The potential of structurally new ferrocene-functionalized guanidines as redox-active precursors for the synthesis of heterometallic platinum­(II)–guanidine complexes with anticancer activity was studied. To this end, an atom-economical catalytic approach was followed by using ZnEt2 to catalyze the addition of aminoferrocene and 4-ferrocenylaniline to N,N′-diisopropylcarbodiimide.
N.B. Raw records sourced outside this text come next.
use std::sync::atomic::{AtomicBool, Ordering};
use std::sync::{Arc, PoisonError, RwLock};
use std::thread::{self, JoinHandle};
use std::time::{Duration, Instant};

use opencv::core::Mat;
use serde::Serialize;
use thiserror::Error;

use super::FrameSource;
use crate::analytics::{annotate, encode_jpeg, filter_confident, resize_to_width, Detector};
use crate::buffer::FrameBuffer;
use crate::config::{CameraConfig, Config};
use crate::notify::NotificationThrottler;

const STOP_POLL_INTERVAL: Duration = Duration::from_millis(50);

#[derive(Debug, Error)]
pub enum CameraError {
    #[error("failed to spawn capture thread: {0}")]
    Spawn(#[source] std::io::Error),
    #[error("capture pipeline for camera {0} was lost")]
    PipelineLost(String),
    #[error("camera {0} is already registered")]
    Duplicate(String),
}

#[derive(Debug, Clone, Copy, PartialEq, Eq, Serialize)]
#[serde(rename_all = "snake_case")]
pub enum CameraState {
    Disconnected,
    Connecting,
    Streaming,
    Reconnecting,
    Stopped,
}

#[derive(Clone)]
pub struct StateCell(Arc<RwLock<CameraState>>);

impl StateCell {
    fn new(state: CameraState) -> Self {
        Self(Arc::new(RwLock::new(state)))
    }

    pub fn get(&self) -> CameraState {
        *self.0.read().unwrap_or_else(PoisonError::into_inner)
    }

    fn set(&self, state: CameraState) {
        *self.0.write().unwrap_or_else(PoisonError::into_inner) = state;
    }
}

#[derive(Debug, Clone)]
pub struct WorkerSettings {
    pub resize_width: u32,
    pub min_confidence: f32,
    pub watch_class: String,
    pub jpeg_quality: i32,
    pub reconnect_backoff: Duration,
}

impl WorkerSettings {
    pub fn from_config(config: &Config, camera: &CameraConfig) -> Self {
        Self {
            resize_width: config.resize_width_for(camera),
            min_confidence: config.detection.confidence_threshold,
            watch_class: config.detection.watch_class.clone(),
            jpeg_quality: config.capture.jpeg_quality,
            reconnect_backoff: config.capture.reconnect_backoff(),
        }
    }
}

/// Marks the camera stopped if the capture thread unwinds.
struct PanicGuard {
    camera_id: String,
    state: StateCell,
}

impl Drop for PanicGuard {
    fn drop(&mut self) {
        if thread::panicking() {
            tracing::error!(camera = %self.camera_id, "capture thread panicked");
            self.state.set(CameraState::Stopped);
        }
    }
}

/// The parts of a worker that move onto the capture thread and come back on join.
struct Pipeline {
    source: Box<dyn FrameSource>,
    detector: Box<dyn Detector>,
}

struct CaptureLoop {
    camera_id: String,
    settings: WorkerSettings,
    pipeline: Pipeline,
    buffer: Arc<FrameBuffer>,
    throttler: Arc<NotificationThrottler>,
    state: StateCell,
    shutdown: Arc<AtomicBool>,
}

impl CaptureLoop {
    fn stopping(&self) -> bool {
        self.shutdown.load(Ordering::Relaxed)
    }

    fn run(mut self) -> Pipeline {
        let _guard = PanicGuard {
            camera_id: self.camera_id.clone(),
            state: self.state.clone(),
        };
        tracing::info!(camera = %self.camera_id, "capture loop started");

        while !self.stopping() {
            self.state.set(CameraState::Connecting);
            tracing::debug!(camera = %self.camera_id, "connecting to camera");

            match self.pipeline.source.open() {
                Ok(()) => {
                    self.state.set(CameraState::Streaming);
                    tracing::info!(camera = %self.camera_id, "stream opened");
                    self.stream_frames();
                    self.pipeline.source.release();
                }
                Err(e) => {
                    tracing::warn!(camera = %self.camera_id, error = %e, "failed to open stream");
                }
            }

            if self.stopping() {
                break;
            }

            self.state.set(CameraState::Reconnecting);
            tracing::info!(
                camera = %self.camera_id,
                backoff_secs = self.settings.reconnect_backoff.as_secs_f32(),
                "reconnecting after backoff"
            );
            self.sleep_unless_stopped(self.settings.reconnect_backoff);
        }

        self.pipeline.source.release();
        self.state.set(CameraState::Stopped);
        tracing::info!(camera = %self.camera_id, "capture loop stopped");
        self.pipeline
    }

    fn stream_frames(&mut self) {
        let mut frames = 0u64;

        while !self.stopping() {
            let frame = match self.pipeline.source.read() {
                Ok(frame) => frame,
                Err(e) => {
                    tracing::warn!(camera = %self.camera_id, frames, error = %e, "stream dropped");
                    return;
                }
            };

            frames += 1;
            if let Err(e) = self.process_frame(&frame) {
                tracing::warn!(camera = %self.camera_id, error = %e, "dropping frame");
            }
        }
    }

    /// resize, detect, annotate, publish, then evaluate alerts
    fn process_frame(&mut self, frame: &Mat) -> opencv::Result<u64> {
        let resized = resize_to_width(frame, self.settings.resize_width)?;

        let detections = match self.pipeline.detector.detect(&resized) {
            Ok(detections) => filter_confident(detections, self.settings.min_confidence),
            Err(e) => {
                tracing::warn!(
                    camera = %self.camera_id,
                    error = %e,
                    "detection failed, publishing frame unannotated"
                );
                Vec::new()
            }
        };

        let output = if detections.is_empty() {
            resized
        } else {
            match annotate(&resized, &detections) {
                Ok(annotated) => annotated,
                Err(e) => {
                    tracing::warn!(camera = %self.camera_id, error = %e, "failed to annotate frame");
                    resized
                }
            }
        };

        let jpeg = encode_jpeg(&output, self.settings.jpeg_quality)?;
        let version = self.buffer.publish(jpeg);

        // one alert check per frame, however many boxes matched
        if let Some(hit) = detections
            .iter()
            .find(|d| d.class_name == self.settings.watch_class)
        {
            tracing::debug!(
                camera = %self.camera_id,
                version,
                class = %hit.class_name,
                confidence = format!("{:.2}", hit.confidence),
                "watched class detected"
            );
            self.throttler.notify(&hit.class_name);
        }

        Ok(version)
    }

    fn sleep_unless_stopped(&self, duration: Duration) {
        let deadline = Instant::now() + duration;
        while !self.stopping() {
            let remaining = deadline.saturating_duration_since(Instant::now());
            if remaining.is_zero() {
                return;
            }
            thread::sleep(remaining.min(STOP_POLL_INTERVAL));
        }
    }
}

pub struct CameraWorker {
    config: CameraConfig,
    settings: WorkerSettings,
    buffer: Arc<FrameBuffer>,
    throttler: Arc<NotificationThrottler>,
    state: StateCell,
    shutdown: Arc<AtomicBool>,
    pipeline: Option<Pipeline>,
    handle: Option<JoinHandle<Pipeline>>,
}

impl CameraWorker {
    pub fn new(
        config: CameraConfig,
        settings: WorkerSettings,
        source: Box<dyn FrameSource>,
        detector: Box<dyn Detector>,
        throttler: NotificationThrottler,
    ) -> Self {
        Self {
            buffer: FrameBuffer::new(config.id.clone()),
            config,
            settings,
            throttler: Arc::new(throttler),
            state: StateCell::new(CameraState::Disconnected),
            shutdown: Arc::new(AtomicBool::new(false)),
            pipeline: Some(Pipeline { source, detector }),
            handle: None,
        }
    }

    pub fn id(&self) -> &str {
        &self.config.id
    }

    pub fn buffer(&self) -> Arc<FrameBuffer> {
        Arc::clone(&self.buffer)
    }

    pub fn state_cell(&self) -> StateCell {
        self.state.clone()
    }

    pub fn start(&mut self) -> Result<(), CameraError> {
        if self.handle.is_some() {
            tracing::warn!(camera = %self.config.id, "capture already running");
            return Ok(());
        }

        let pipeline = self
            .pipeline
            .take()
            .ok_or_else(|| CameraError::PipelineLost(self.config.id.clone()))?;

        self.shutdown.store(false, Ordering::Relaxed);
        self.state.set(CameraState::Connecting);

        let capture = CaptureLoop {
            camera_id: self.config.id.clone(),
            settings: self.settings.clone(),
            pipeline,
            buffer: Arc::clone(&self.buffer),
            throttler: Arc::clone(&self.throttler),
            state: self.state.clone(),
            shutdown: Arc::clone(&self.shutdown),
        };

        let handle = thread::Builder::new()
            .name(format!("camera-{}", self.config.id))
            .spawn(move || capture.run())
            .map_err(|e| {
                self.state.set(CameraState::Stopped);
                CameraError::Spawn(e)
            })?;

        self.handle = Some(handle);
        tracing::info!(camera = %self.config.id, url = %self.config.url, "camera worker started");
        Ok(())
    }

    /// Signals the capture thread and joins it. The stream handle is released
    /// before this returns, so a later `start` can reopen the same URL.
    pub fn stop(&mut self) {
        self.shutdown.store(true, Ordering::Relaxed);

        if let Some(handle) = self.handle.take() {
            match handle.join() {
                Ok(mut pipeline) => {
                    pipeline.source.release();
                    self.pipeline = Some(pipeline);
                }
                Err(_) => {
                    tracing::warn!(camera = %self.config.id, "joined a panicked capture thread, pipeline lost");
                }
            }
            tracing::info!(camera = %self.config.id, "camera worker stopped");
        }

        self.state.set(CameraState::Stopped);
    }
}

impl Drop for CameraWorker {
    fn drop(&mut self) {
        if self.handle.is_some() {
            self.stop();
        }
    }
}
Furthermore, reaction of a platinum­(II) source with the newly obtained guanidines Fc–NC­(NHiPr)2 (3) and Fc­(1,4-C6H4)–NC­(NHiPr)2 (4) provided access to the heterometallic complexes [PtCl2{Fc–NC­(NHiPr)2}­(DMSO)] (5), [PtCl2{Fc­(1,4-C6H4)–NC­(NHiPr)2}­(DMSO)] (6), and [PtCl2{Fc­(1,4-C6H4)–NC­(NHiPr)2}2] (7). Electrochemical studies evidence the remarkable electronic effect played by the direct attachment of the guanidine group to the ferrocene moiety in 3, making its one-electron oxidation extremely easy. Guanidine-based Fe–Pt complexes 5 and 6 are active against all human cancer cell lines tested, with GI50 values in the range 1.4–2.6 μM, and are more cytotoxic than cisplatin in the resistant T-47D and WiDr cell lines.